Twelvth Lecture: Nerode-Myhill Theorem

Friday, October 19

The smallest dfa accepting a regular language

We will prove that the minimal dfa obtained by the minimization procedure is in fact the minimum: that is, for every regular language R there is a unique smallest automaton M that accepts it, i.e. R=L(M). Moreover M can be obtained from any dfa M' with R=L(M') by the minimization procedure.

First, we will have to state this precisely. Then, we will get the result by giving an abstract characterization of regular languages through algebra, (the Nerode-Myhill Theorem) which will characterize the minimum dfa.

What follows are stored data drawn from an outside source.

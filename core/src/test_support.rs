//! Shared fixtures for the unit tests.

use crate::config::OutputFieldSpec;
use crate::prelude::ChannelValues;
use crate::ray_interface::{
    Calibration, CovarianceFieldId, CovarianceRay, OutputEncoding, OutputFieldId, RayContext,
};

pub fn calibration(pulse_width_us: f64) -> Calibration {
    Calibration {
        pulse_width_us,
        noise_dbm: ChannelValues::splat(-77.0),
        receiver_gain_db: ChannelValues::splat(37.0),
        radar_constant_h_db: -68.0,
        radar_constant_v_db: -68.2,
        system_phidp_deg: 0.0,
        zdr_correction_db: 0.0,
        ldr_correction_db_h: 0.0,
        ldr_correction_db_v: 0.0,
        dbz_correction: 0.0,
        xmit_power_dbm_h: None,
        xmit_power_dbm_v: None,
    }
}

pub fn context(gate_count: usize) -> RayContext {
    RayContext {
        gate_count,
        start_range_km: 0.15,
        gate_spacing_km: 0.15,
        azimuth_deg: 45.0,
        elevation_deg: 0.5,
        time_secs: 1_700_000_000,
        nano_secs: 0,
        nyquist_mps: 25.0,
        prt_sec: 0.001,
        n_samples: 64,
        pulse_width_us: 1.0,
        wavelength_m: 0.1068,
        radar_height_km: 1.6,
        meas_xmit_power_dbm_h: None,
        meas_xmit_power_dbm_v: None,
        sweep_index: 0,
        ray_index: 0,
    }
}

const CO_POWER_DB: f32 = -54.0;
const CROSS_POWER_DB: f32 = -60.0;

/// Stationary target about 23 dB above the noise floor on the co-polar
/// channels. Lagged magnitudes are stored as 20 log10 |R|, so a lag at 0.9
/// of the co-polar power sits near twice the power in dB.
fn add_stationary(ray: &mut CovarianceRay, ids: &[CovarianceFieldId]) {
    let n_gates = ray.context.gate_count;
    for id in ids {
        let name = id.as_str();
        let is_cross = name.contains("HX") || name.contains("VX");
        let value = if name.ends_with("_PHASE") {
            0.0
        } else if matches!(
            id,
            CovarianceFieldId::Lag0HcDb
                | CovarianceFieldId::Lag0HxDb
                | CovarianceFieldId::Lag0VcDb
                | CovarianceFieldId::Lag0VxDb
        ) {
            if is_cross {
                CROSS_POWER_DB
            } else {
                CO_POWER_DB
            }
        } else if is_cross {
            CO_POWER_DB + CROSS_POWER_DB - 1.0
        } else {
            2.0 * CO_POWER_DB - 1.0
        };
        ray.add_field(name, vec![value; n_gates]);
    }
}

pub fn single_pol_h_ray(gate_count: usize) -> CovarianceRay {
    use CovarianceFieldId::*;
    let mut ray = CovarianceRay::new(context(gate_count));
    add_stationary(
        &mut ray,
        &[
            Lag0HcDb,
            Lag1HcDb,
            Lag1HcPhase,
            Lag2HcDb,
            Lag2HcPhase,
            Lag3HcDb,
            Lag3HcPhase,
        ],
    );
    ray
}

pub fn alt_co_cross_ray(gate_count: usize) -> CovarianceRay {
    use CovarianceFieldId::*;
    let mut ray = CovarianceRay::new(context(gate_count));
    add_stationary(
        &mut ray,
        &[
            Lag0HcDb,
            Lag0HxDb,
            Lag0VcDb,
            Lag0VxDb,
            Lag0VchxDb,
            Lag0VchxPhase,
            Lag0HcvxDb,
            Lag0HcvxPhase,
            Lag1VxhxDb,
            Lag1VxhxPhase,
            Lag1VchcDb,
            Lag1VchcPhase,
            Lag1HcvcDb,
            Lag1HcvcPhase,
            Lag2HcDb,
            Lag2HcPhase,
            Lag2VcDb,
            Lag2VcPhase,
        ],
    );
    ray
}

/// Every covariance field present, so any mode can extract.
pub fn full_ray(gate_count: usize) -> CovarianceRay {
    let mut ray = CovarianceRay::new(context(gate_count));
    add_stationary(&mut ray, &CovarianceFieldId::ALL);
    ray
}

pub fn output(id: OutputFieldId, name: &str) -> OutputFieldSpec {
    OutputFieldSpec {
        id,
        name: name.into(),
        units: String::new(),
        long_name: String::new(),
        encoding: OutputEncoding::Float32,
    }
}

pub fn dbz_outputs() -> Vec<OutputFieldSpec> {
    vec![output(OutputFieldId::Dbz, "DBZ"), output(OutputFieldId::Vel, "VEL")]
}
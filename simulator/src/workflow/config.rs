use anyhow::Context;
use cov2momcore::config::OutputFieldSpec;
use cov2momcore::prelude::ChannelValues;
use cov2momcore::ray_interface::{Calibration, OutputEncoding, OutputFieldId};
use cov2momcore::{MomentsConfig, PolarizationMode};
use serde::{Deserialize, Serialize};
use std::fs;
use std::path::Path;

use crate::generator::profile::GeneratorConfig;

const DEFAULT_RECEIVER_GAIN_DB: f64 = 37.0;
const DEFAULT_RADAR_CONSTANT_DB: f64 = -68.0;

fn default_workers() -> usize {
    4
}

#[derive(Clone, Debug, Serialize, Deserialize)]
pub struct WorkflowConfig {
    pub moments: MomentsConfig,
    #[serde(default)]
    pub generator: GeneratorConfig,
    /// One entry per pulse width. Empty means derive one from the generator.
    #[serde(default)]
    pub calibrations: Vec<Calibration>,
    #[serde(default = "default_workers")]
    pub n_workers: usize,
}

impl WorkflowConfig {
    pub fn load<P: AsRef<Path>>(path: P) -> anyhow::Result<Self> {
        let path_ref = path.as_ref();
        let contents = fs::read_to_string(path_ref)
            .with_context(|| format!("reading workflow config {}", path_ref.display()))?;
        let config: WorkflowConfig = serde_yaml::from_str(&contents)
            .with_context(|| format!("parsing workflow config {}", path_ref.display()))?;
        Ok(config)
    }

    pub fn from_args(
        mode: PolarizationMode,
        n_workers: usize,
        gate_count: usize,
        rays_per_sweep: usize,
    ) -> Self {
        Self {
            moments: MomentsConfig::new(mode, default_output_fields(mode)),
            generator: GeneratorConfig {
                gate_count,
                rays_per_sweep,
                ..Default::default()
            },
            calibrations: Vec::new(),
            n_workers,
        }
    }

    pub fn calibrations(&self) -> Vec<Calibration> {
        if !self.calibrations.is_empty() {
            return self.calibrations.clone();
        }
        vec![Calibration {
            pulse_width_us: self.generator.pulse_width_us,
            noise_dbm: ChannelValues::splat(self.generator.noise_dbm),
            receiver_gain_db: ChannelValues::splat(DEFAULT_RECEIVER_GAIN_DB),
            radar_constant_h_db: DEFAULT_RADAR_CONSTANT_DB,
            radar_constant_v_db: DEFAULT_RADAR_CONSTANT_DB,
            system_phidp_deg: self.generator.system_phidp_deg,
            zdr_correction_db: 0.0,
            ldr_correction_db_h: 0.0,
            ldr_correction_db_v: 0.0,
            dbz_correction: 0.0,
            xmit_power_dbm_h: None,
            xmit_power_dbm_v: None,
        }]
    }
}

fn spec(id: OutputFieldId, name: &str, units: &str, long_name: &str) -> OutputFieldSpec {
    OutputFieldSpec {
        id,
        name: name.to_string(),
        units: units.to_string(),
        long_name: long_name.to_string(),
        encoding: OutputEncoding::Float32,
    }
}

/// Output set used when no workflow file is given.
pub fn default_output_fields(mode: PolarizationMode) -> Vec<OutputFieldSpec> {
    let mut fields = vec![
        spec(OutputFieldId::Snr, "SNR", "dB", "signal_to_noise_ratio"),
        spec(OutputFieldId::Dbz, "DBZ", "dBZ", "reflectivity"),
        spec(OutputFieldId::Vel, "VEL", "m/s", "radial_velocity"),
        spec(OutputFieldId::Width, "WIDTH", "m/s", "spectrum_width"),
        spec(OutputFieldId::Ncp, "NCP", "", "normalized_coherent_power"),
    ];
    match mode {
        PolarizationMode::SinglePolH | PolarizationMode::SinglePolV => {}
        PolarizationMode::DpHOnly => {
            fields.push(spec(OutputFieldId::Ldrh, "LDRH", "dB", "linear_depolarization_ratio_h"));
        }
        PolarizationMode::DpVOnly => {
            fields.push(spec(OutputFieldId::Ldrv, "LDRV", "dB", "linear_depolarization_ratio_v"));
        }
        PolarizationMode::DpAltHvCoOnly
        | PolarizationMode::DpAltHvCoCross
        | PolarizationMode::DpSimHv => {
            fields.push(spec(OutputFieldId::Zdr, "ZDR", "dB", "differential_reflectivity"));
            fields.push(spec(OutputFieldId::Rhohv, "RHOHV", "", "cross_correlation_ratio"));
            fields.push(spec(OutputFieldId::Phidp, "PHIDP", "deg", "differential_phase"));
            fields.push(spec(OutputFieldId::Kdp, "KDP", "deg/km", "specific_differential_phase"));
            fields.push(spec(OutputFieldId::Psob, "PSOB", "", "possible_second_trip_flag"));
        }
    }
    if mode.is_alternating() {
        fields.push(spec(OutputFieldId::VelAlt, "VEL_ALT", "m/s", "radial_velocity_alternating"));
    }
    if mode == PolarizationMode::DpAltHvCoCross {
        fields.push(spec(OutputFieldId::Ldrh, "LDRH", "dB", "linear_depolarization_ratio_h"));
    }
    fields
}
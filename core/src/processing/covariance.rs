use num_complex::Complex64;

use crate::config::MomentsConfig;
use crate::math::ComplexFieldDecoder;
use crate::prelude::{Channel, ChannelValues, MomentsError, MomentsResult};
use crate::ray_interface::{CovarianceFieldId, CovarianceRay};
use crate::telemetry::LogManager;

/// Lagged or cross-channel correlation slots of a [`Covariance`].
#[derive(Debug, Clone, Copy, PartialEq, Eq)]
pub enum ComplexTerm {
    Lag0Vchx,
    Lag0Hcvx,
    Lag1Hc,
    Lag1Vc,
    Lag1Vxhx,
    Lag1Vchc,
    Lag1Hcvc,
    Lag2Hc,
    Lag2Vc,
    Lag3Hc,
    Lag3Vc,
    Rvvhh0,
}

/// Covariance estimates for one gate.
#[derive(Debug, Clone, Copy, Default, PartialEq)]
pub struct Covariance {
    pub lag0: ChannelValues<f64>,
    pub lag0_vchx: Complex64,
    pub lag0_hcvx: Complex64,
    pub lag1_hc: Complex64,
    pub lag1_vc: Complex64,
    pub lag1_vxhx: Complex64,
    pub lag1_vchc: Complex64,
    pub lag1_hcvc: Complex64,
    pub lag2_hc: Complex64,
    pub lag2_vc: Complex64,
    pub lag3_hc: Complex64,
    pub lag3_vc: Complex64,
    pub rvvhh0: Complex64,
}

impl Covariance {
    pub fn complex(&self, term: ComplexTerm) -> Complex64 {
        match term {
            ComplexTerm::Lag0Vchx => self.lag0_vchx,
            ComplexTerm::Lag0Hcvx => self.lag0_hcvx,
            ComplexTerm::Lag1Hc => self.lag1_hc,
            ComplexTerm::Lag1Vc => self.lag1_vc,
            ComplexTerm::Lag1Vxhx => self.lag1_vxhx,
            ComplexTerm::Lag1Vchc => self.lag1_vchc,
            ComplexTerm::Lag1Hcvc => self.lag1_hcvc,
            ComplexTerm::Lag2Hc => self.lag2_hc,
            ComplexTerm::Lag2Vc => self.lag2_vc,
            ComplexTerm::Lag3Hc => self.lag3_hc,
            ComplexTerm::Lag3Vc => self.lag3_vc,
            ComplexTerm::Rvvhh0 => self.rvvhh0,
        }
    }

    fn slot_mut(&mut self, term: ComplexTerm) -> &mut Complex64 {
        match term {
            ComplexTerm::Lag0Vchx => &mut self.lag0_vchx,
            ComplexTerm::Lag0Hcvx => &mut self.lag0_hcvx,
            ComplexTerm::Lag1Hc => &mut self.lag1_hc,
            ComplexTerm::Lag1Vc => &mut self.lag1_vc,
            ComplexTerm::Lag1Vxhx => &mut self.lag1_vxhx,
            ComplexTerm::Lag1Vchc => &mut self.lag1_vchc,
            ComplexTerm::Lag1Hcvc => &mut self.lag1_hcvc,
            ComplexTerm::Lag2Hc => &mut self.lag2_hc,
            ComplexTerm::Lag2Vc => &mut self.lag2_vc,
            ComplexTerm::Lag3Hc => &mut self.lag3_hc,
            ComplexTerm::Lag3Vc => &mut self.lag3_vc,
            ComplexTerm::Rvvhh0 => &mut self.rvvhh0,
        }
    }
}

/// A complex term read from a (dB, phase) field pair.
#[derive(Debug, Clone, Copy)]
pub struct ComplexBinding {
    pub term: ComplexTerm,
    pub db: CovarianceFieldId,
    pub phase: CovarianceFieldId,
    /// Substituted by zero when absent.
    pub optional: bool,
}

impl ComplexBinding {
    pub const fn required(
        term: ComplexTerm,
        db: CovarianceFieldId,
        phase: CovarianceFieldId,
    ) -> Self {
        Self {
            term,
            db,
            phase,
            optional: false,
        }
    }

    pub const fn optional(
        term: ComplexTerm,
        db: CovarianceFieldId,
        phase: CovarianceFieldId,
    ) -> Self {
        Self {
            term,
            db,
            phase,
            optional: true,
        }
    }
}

/// Input fields a polarization mode reads.
#[derive(Debug)]
pub struct FieldBindings {
    pub powers: &'static [(Channel, CovarianceFieldId)],
    pub complexes: &'static [ComplexBinding],
}

impl FieldBindings {
    pub fn required_ids(&self) -> Vec<CovarianceFieldId> {
        let mut ids: Vec<CovarianceFieldId> = self.powers.iter().map(|(_, id)| *id).collect();
        for binding in self.complexes.iter().filter(|b| !b.optional) {
            ids.push(binding.db);
            ids.push(binding.phase);
        }
        ids
    }
}

/// Fills one [`Covariance`] per gate from the named fields of a ray.
pub struct CovarianceExtractor;

impl CovarianceExtractor {
    pub fn extract(
        ray: &CovarianceRay,
        config: &MomentsConfig,
        bindings: &FieldBindings,
        covariances: &mut Vec<Covariance>,
        log: &mut LogManager,
    ) -> MomentsResult<()> {
        let n_gates = ray.context.gate_count;

        // resolve every field before touching the buffer, so a failure leaves no partial ray
        let mut powers = Vec::with_capacity(bindings.powers.len());
        for (channel, id) in bindings.powers {
            powers.push((*channel, Self::lookup(ray, config, *id, n_gates)?));
        }
        let mut complexes = Vec::with_capacity(bindings.complexes.len());
        for binding in bindings.complexes {
            let db = Self::lookup(ray, config, binding.db, n_gates);
            let phase = Self::lookup(ray, config, binding.phase, n_gates);
            match (db, phase) {
                (Ok(db), Ok(phase)) => complexes.push((binding.term, Some((db, phase)))),
                (Err(err), _) | (_, Err(err)) => {
                    if !binding.optional {
                        return Err(err);
                    }
                    log.debug(format!(
                        "optional field pair {}/{} absent, using zero covariance",
                        binding.db, binding.phase
                    ));
                    complexes.push((binding.term, None));
                }
            }
        }

        covariances.clear();
        covariances.resize(n_gates, Covariance::default());
        for (gate, covar) in covariances.iter_mut().enumerate() {
            for (channel, data) in &powers {
                covar
                    .lag0
                    .set(*channel, ComplexFieldDecoder::power(f64::from(data[gate])));
            }
            for (term, pair) in &complexes {
                *covar.slot_mut(*term) = match pair {
                    Some((db, phase)) => ComplexFieldDecoder::complex(
                        f64::from(db[gate]),
                        f64::from(phase[gate]),
                    ),
                    None => Complex64::new(0.0, 0.0),
                };
            }
        }
        Ok(())
    }

    fn lookup<'a>(
        ray: &'a CovarianceRay,
        config: &MomentsConfig,
        id: CovarianceFieldId,
        n_gates: usize,
    ) -> MomentsResult<&'a [f32]> {
        let name = config
            .input_name(id)
            .ok_or_else(|| MomentsError::MissingField {
                id,
                name: "unmapped".into(),
            })?;
        let data = ray.field(name).ok_or_else(|| MomentsError::MissingField {
            id,
            name: name.to_string(),
        })?;
        if data.len() != n_gates {
            return Err(MomentsError::FieldLength {
                id,
                expected: n_gates,
                found: data.len(),
            });
        }
        Ok(data)
    }
}
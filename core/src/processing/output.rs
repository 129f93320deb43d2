use ndarray::Array1;

use super::kdp::DerivedArrays;
use super::mode::ModeStrategy;
use super::PerGateFields;
use crate::config::{MomentsConfig, OutputFieldSpec};
use crate::estimators::finite;
use crate::math::complex::arg_deg;
use crate::ray_interface::{
    CensorField, FoldLimits, OutputField, OutputFieldId, RayContext, CENSOR_FLAG_NAME,
    MISSING_VALUE,
};

fn flag(value: Option<bool>) -> Option<f64> {
    value.map(|set| if set { 1.0 } else { 0.0 })
}

/// Reads one derived array gate, if the arrays were built for this ray.
fn derived(
    arrays: Option<&DerivedArrays>,
    gate: usize,
    pick: fn(&DerivedArrays) -> &Array1<f64>,
) -> Option<f64> {
    let array = pick(arrays?);
    array.get(gate).copied().and_then(finite)
}

/// Value of output field `id` at one gate.
fn gate_value(
    id: OutputFieldId,
    gate: usize,
    f: &PerGateFields,
    arrays: Option<&DerivedArrays>,
) -> Option<f64> {
    use OutputFieldId::*;
    match id {
        Snr => f.snr,
        Dbm => f.dbm,
        Dbz => f.dbz,
        Dbzhc => f.dbzhc,
        Dbzvc => f.dbzvc,
        Dbzhx => f.dbzhx,
        Dbzvx => f.dbzvx,
        DbzNoAtmosAtten => f.dbz_no_atmos_atten,
        Vel => f.vel,
        VelAlt => f.vel_alt,
        VelHv => f.vel_hv,
        VelAltFoldInterval => f.vel_alt_fold_interval,
        VelAltFoldConfidence => f.vel_alt_fold_confidence,
        VelDiff => f.vel_diff,
        VelUnfoldInterval => f.vel_unfold_interval,
        VelHOnly => f.vel_h_only,
        VelVOnly => f.vel_v_only,
        Width => f.width,
        WidthHOnly => f.width_h_only,
        WidthVOnly => f.width_v_only,
        Ncp => f.ncp,
        NcpHOnly => f.ncp_h_only,
        NcpVOnly => f.ncp_v_only,
        NcpHMinusV => f.ncp_h_minus_v,
        Zdrm => f.zdrm,
        Zdr => f.zdr,
        ZdrBias => f.zdr_bias,
        Ldrhm => f.ldrhm,
        Ldrh => f.ldrh,
        Ldrvm => f.ldrvm,
        Ldrv => f.ldrv,
        LdrDiff => f.ldr_diff,
        LdrMean => f.ldr_mean,
        Rhohv => f.rhohv,
        RhohvNnc => f.rhohv_nnc,
        RhoHcvx => f.rho_hcvx,
        RhoVchx => f.rho_vchx,
        RhoVxhx => f.rho_vxhx,
        Phidp0 => f.phidp0,
        Phidp => f.phidp,
        PhidpCond => f.phidp_cond,
        PhidpFilt => f.phidp_filt,
        Kdp => f.kdp,
        Psob => f.psob,
        Snrhc => f.snrhc,
        Snrhx => f.snrhx,
        Snrvc => f.snrvc,
        Snrvx => f.snrvx,
        Dbmhc => f.dbmhc,
        Dbmhx => f.dbmhx,
        Dbmvc => f.dbmvc,
        Dbmvx => f.dbmvx,
        PhaseForNoise => f.phase_for_noise.map(arg_deg),
        AccumPhaseChange => f.accum_phase_change.map(|accum| accum % 180.0),
        PhaseChangeError => f.phase_change_error,
        DbmSdev => f.dbm_sdev,
        NcpMean => f.ncp_mean,
        NoiseFlag => flag(f.noise_flag),
        SignalFlag => flag(f.signal_flag),
        NoiseBiasDbHc => f.noise_bias_db_hc,
        NoiseBiasDbHx => f.noise_bias_db_hx,
        NoiseBiasDbVc => f.noise_bias_db_vc,
        NoiseBiasDbVx => f.noise_bias_db_vx,
        DbzForKdp => derived(arrays, gate, |a| &a.kdp_inputs.dbz),
        ZdrForKdp => derived(arrays, gate, |a| &a.kdp_inputs.zdr),
        RhohvForKdp => derived(arrays, gate, |a| &a.kdp_inputs.rhohv),
        SnrForKdp => derived(arrays, gate, |a| &a.kdp_inputs.snr),
        PhidpSdevForKdp => f.phidp_sdev_4kdp,
        PhidpJitterForKdp => f.phidp_jitter_4kdp,
        ZdrSdevForKdp => f.zdr_sdev_4kdp,
        DbzAttenCorrection => f.dbz_atten_correction,
        ZdrAttenCorrection => f.zdr_atten_correction,
        DbzAttenCorrected => f.dbz_atten_corrected,
        ZdrAttenCorrected => f.zdr_atten_corrected,
    }
}

/// Interval over which field `id` wraps, if it wraps at all.
pub fn fold_limits(
    id: OutputFieldId,
    strategy: &dyn ModeStrategy,
    nyquist_mps: f64,
) -> Option<FoldLimits> {
    use OutputFieldId::*;
    match id {
        Vel | VelAlt => Some(FoldLimits::symmetric(nyquist_mps)),
        VelHv | VelHOnly | VelVOnly => Some(FoldLimits::symmetric(nyquist_mps / 2.0)),
        Phidp0 | Phidp | PhidpCond | PhidpFilt => {
            Some(FoldLimits::symmetric(strategy.phidp_fold_deg()))
        }
        PhaseForNoise => Some(FoldLimits::symmetric(180.0)),
        _ => None,
    }
}

/// Builds the configured output fields from the per-gate records.
#[derive(Debug, Clone)]
pub struct OutputAssembler {
    specs: Vec<OutputFieldSpec>,
    write_censor_flag: bool,
}

impl OutputAssembler {
    pub fn new(config: &MomentsConfig) -> Self {
        Self {
            specs: config.output_fields.clone(),
            write_censor_flag: config.censoring.write_censor_flag,
        }
    }

    pub fn fields(
        &self,
        strategy: &dyn ModeStrategy,
        context: &RayContext,
        fields: &[PerGateFields],
        arrays: Option<&DerivedArrays>,
    ) -> Vec<OutputField> {
        self.specs
            .iter()
            .map(|spec| OutputField {
                id: spec.id,
                name: spec.name.clone(),
                units: spec.units.clone(),
                long_name: spec.long_name.clone(),
                encoding: spec.encoding,
                folds: fold_limits(spec.id, strategy, context.nyquist_mps),
                is_discrete: spec.id.is_discrete(),
                missing_value: MISSING_VALUE,
                data: fields
                    .iter()
                    .enumerate()
                    .map(|(gate, record)| {
                        gate_value(spec.id, gate, record, arrays)
                            .filter(|value| value.is_finite())
                            .map_or(MISSING_VALUE, |value| value as f32)
                    })
                    .collect(),
            })
            .collect()
    }

    /// `mask` is `None` when censoring did not run for the ray.
    pub fn censor_field(&self, mask: Option<&[bool]>) -> Option<CensorField> {
        if !self.write_censor_flag {
            return None;
        }
        mask.map(|mask| CensorField {
            name: CENSOR_FLAG_NAME.to_string(),
            long_name: "flag_to_indicate_censoring_has_been_applied".to_string(),
            data: mask.iter().map(|censored| i8::from(*censored)).collect(),
        })
    }
}

#[cfg(test)]
mod tests {
    use super::*;
    use crate::config::PolarizationMode;
    use crate::test_support::{context, output as spec};
    use num_complex::Complex64;

    fn assembler(specs: Vec<OutputFieldSpec>) -> OutputAssembler {
        let mut config = MomentsConfig::new(PolarizationMode::DpAltHvCoOnly, specs);
        config.censoring.write_censor_flag = true;
        OutputAssembler::new(&config)
    }

    #[test]
    fn missing_gates_use_missing_value() {
        let assembler = assembler(vec![spec(OutputFieldId::Dbz, "DBZ")]);
        let records = vec![
            PerGateFields {
                dbz: Some(12.5),
                ..Default::default()
            },
            PerGateFields::default(),
        ];
        let ctx = context(2);
        let out = assembler.fields(PolarizationMode::SinglePolH.strategy(), &ctx, &records, None);
        assert_eq!(out.len(), 1);
        assert_eq!(out[0].name, "DBZ");
        assert_eq!(out[0].data, vec![12.5, MISSING_VALUE]);
        assert_eq!(out[0].folds, None);
    }

    #[test]
    fn non_finite_values_are_written_as_missing() {
        let assembler = assembler(vec![
            spec(OutputFieldId::Width, "WIDTH"),
            spec(OutputFieldId::PhaseForNoise, "PHASE_FOR_NOISE"),
        ]);
        let records = vec![PerGateFields {
            width: Some(f64::NAN),
            phase_for_noise: Some(Complex64::new(f64::NAN, 1.0)),
            ..Default::default()
        }];
        let ctx = context(1);
        let out = assembler.fields(PolarizationMode::SinglePolH.strategy(), &ctx, &records, None);
        assert_eq!(out[0].data, vec![MISSING_VALUE]);
        assert_eq!(out[1].data, vec![MISSING_VALUE]);
    }

    #[test]
    fn transforms_phase_flags_and_accumulated_change() {
        let assembler = assembler(vec![
            spec(OutputFieldId::PhaseForNoise, "PHASE_FOR_NOISE"),
            spec(OutputFieldId::AccumPhaseChange, "ACCUM_PHASE_CHANGE"),
            spec(OutputFieldId::NoiseFlag, "NOISE_FLAG"),
        ]);
        let records = vec![PerGateFields {
            phase_for_noise: Some(Complex64::new(0.0, 2.0)),
            accum_phase_change: Some(400.0),
            noise_flag: Some(true),
            ..Default::default()
        }];
        let ctx = context(1);
        let out = assembler.fields(PolarizationMode::SinglePolH.strategy(), &ctx, &records, None);
        assert!((out[0].data[0] - 90.0).abs() < 1e-4);
        assert_eq!(out[0].folds, Some(FoldLimits::symmetric(180.0)));
        assert!((out[1].data[0] - 40.0).abs() < 1e-4);
        assert_eq!(out[2].data[0], 1.0);
        assert!(out[2].is_discrete);
    }

    #[test]
    fn fold_limits_follow_mode_and_nyquist() {
        let alt = PolarizationMode::DpAltHvCoOnly.strategy();
        let sim = PolarizationMode::DpSimHv.strategy();
        assert_eq!(fold_limits(OutputFieldId::Vel, alt, 25.0), Some(FoldLimits::symmetric(25.0)));
        assert_eq!(fold_limits(OutputFieldId::VelHv, alt, 25.0), Some(FoldLimits::symmetric(12.5)));
        assert_eq!(fold_limits(OutputFieldId::Phidp, alt, 25.0), Some(FoldLimits::symmetric(90.0)));
        assert_eq!(fold_limits(OutputFieldId::PhidpFilt, sim, 25.0), Some(FoldLimits::symmetric(180.0)));
        assert_eq!(fold_limits(OutputFieldId::Zdr, sim, 25.0), None);
    }

    #[test]
    fn derived_fields_are_missing_without_arrays() {
        let assembler = assembler(vec![spec(OutputFieldId::DbzForKdp, "DBZ_FOR_KDP")]);
        let records = vec![PerGateFields {
            dbz: Some(30.0),
            ..Default::default()
        }];
        let ctx = context(1);
        let strategy = PolarizationMode::DpSimHv.strategy();
        let out = assembler.fields(strategy, &ctx, &records, None);
        assert_eq!(out[0].data, vec![MISSING_VALUE]);

        let mut arrays = DerivedArrays::default();
        arrays.load(&records);
        let out = assembler.fields(strategy, &ctx, &records, Some(&arrays));
        assert_eq!(out[0].data, vec![30.0]);
    }

    #[test]
    fn censor_field_carries_mask() {
        let assembler = assembler(Vec::new());
        let field = assembler.censor_field(Some(&[true, false, true]));
        let field = field.expect("censor field");
        assert_eq!(field.name, CENSOR_FLAG_NAME);
        assert_eq!(field.data, vec![1, 0, 1]);
        assert_eq!(assembler.censor_field(None), None);

        let mut config = MomentsConfig::new(PolarizationMode::SinglePolH, Vec::new());
        config.censoring.write_censor_flag = false;
        assert_eq!(OutputAssembler::new(&config).censor_field(Some(&[true])), None);
    }
}
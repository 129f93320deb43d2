pub mod complex;
pub mod interest;
pub mod stats;

pub use complex::ComplexFieldDecoder;
pub use interest::InterestMap;
pub use stats::StatsHelper;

Note that we have to qualify "unique". Clearly, we can rename the states of M, obtaining a new automaton that has the same number of states and also accepts L. To formally exclude these trivial case, we define "unique up to isomorphism".

Recall that a homomorphism between two structures is a mapping that "preserves structure." So a homomorphism from automaton
M1=(Q1, SIGMA, delta1, init1, F1) to M2=(Q2, SIGMA, delta2, init2, F2)
is a function from Q1 to Q2 such that

f(init1)=init2
if q is in F1, f(q) is in F2
for all a in SIGMA, and all q in Q1, f(delta1(q),a)= delta2(f(q),a)

f is an isomorphism if f is a homomorphism form M1 to M2 such that it has an inverse, f^{-1}, that is a homomorphism form M2 to M1. Observe that an isomorphism is just a renaming of states.

Equivalence Relations

Let S be any set. A relation ~ over S (subset of SxS) is an equivalence relation if it is

Reflexive -- for all x in S x~x
Symmetric -- for all x,y in S, if x~y then y~x
Transitive -- for all x,y,z in S, if x~y and y~z then x~z

The equivalence class of x, is defined as [x]={y|y~x}
Equivalence classes partition S. The collection of equivalence classes, denoted S/~ is called "the quotient of S by the equivalence relation".

Example: Let S=Z, the set of integers, and let x~y be the relation x mod 6 = y mod 6. (Exercise: prove that for any integer k, the relation xRy defined by x mod k = y mod k is an equivalence relation.)
Z/~ has six equivalence classes: [0], [1], [2], [3], [4], and [5]. Of course [0]=[6]=[12]=[-36] is the set of integers that are multiples of 6, [1] is the set of integers that have residue 1 mod 6, etc.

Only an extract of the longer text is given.